-- Opening Marker --

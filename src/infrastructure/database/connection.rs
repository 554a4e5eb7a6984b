// Copyright 2025 Kirky.X
//
// Licensed under the Apache License, Version 2.0 (the "License");
// you may not use this file except in compliance with the License.
// You may obtain a copy of the License at
//
//     http://www.apache.org/licenses/LICENSE-2.0
//
// Unless required by applicable law or agreed to in writing, software
// distributed under the License is distributed on an "AS IS" BASIS,
// WITHOUT WARRANTIES OR CONDITIONS OF ANY KIND, either express or implied.
// See the License for the specific language governing permissions and
// limitations under the License.

use crate::config::settings::DatabaseSettings;
use migration::{Migrator, MigratorTrait};
use sea_orm::{ConnectOptions, Database, DatabaseConnection, DbErr};
use std::time::Duration;
use tracing::info;

/// 创建数据库连接池
///
/// # 参数
///
/// * `settings` - 数据库配置
///
/// # 返回值
///
/// * `Ok(DatabaseConnection)` - 数据库连接
/// * `Err(DbErr)` - 连接过程中出现的错误
pub async fn create_pool(settings: &DatabaseSettings) -> Result<DatabaseConnection, DbErr> {
    let mut opt = ConnectOptions::new(settings.url.to_owned());

    // An in-memory SQLite database only lives as long as its single connection
    if settings.url.contains(":memory:") {
        opt.max_connections(1).min_connections(1);
    } else {
        if let Some(max) = settings.max_connections {
            opt.max_connections(max);
        }
        if let Some(min) = settings.min_connections {
            opt.min_connections(min);
        }
    }

    if let Some(timeout) = settings.connect_timeout {
        opt.connect_timeout(Duration::from_secs(timeout));
        opt.acquire_timeout(Duration::from_secs(timeout));
    }

    if let Some(idle) = settings.idle_timeout {
        opt.idle_timeout(Duration::from_secs(idle));
    }

    opt.max_lifetime(Duration::from_secs(3600))
        .sqlx_logging(true);

    Database::connect(opt).await
}

/// 连接数据库并执行全部待执行的迁移
pub async fn connect_and_migrate(settings: &DatabaseSettings) -> Result<DatabaseConnection, DbErr> {
    let db = create_pool(settings).await?;
    Migrator::up(&db, None).await?;
    info!("Database migrations applied");
    Ok(db)
}
// Copyright (c) 2025 Kirky.X
//
// Licensed under the MIT License
// See LICENSE file in the project root for full license information.

/// 配置模块
///
/// 处理应用程序的配置设置，包括数据库、抓取器和默认身份
pub mod settings;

-- Closing Marker --

* _What is needed_: Only lines that include "Kirky" belong in the answer; return them from the entries above.

* _Solution below_:
// Copyright 2025 Kirky.X
// Copyright (c) 2025 Kirky.X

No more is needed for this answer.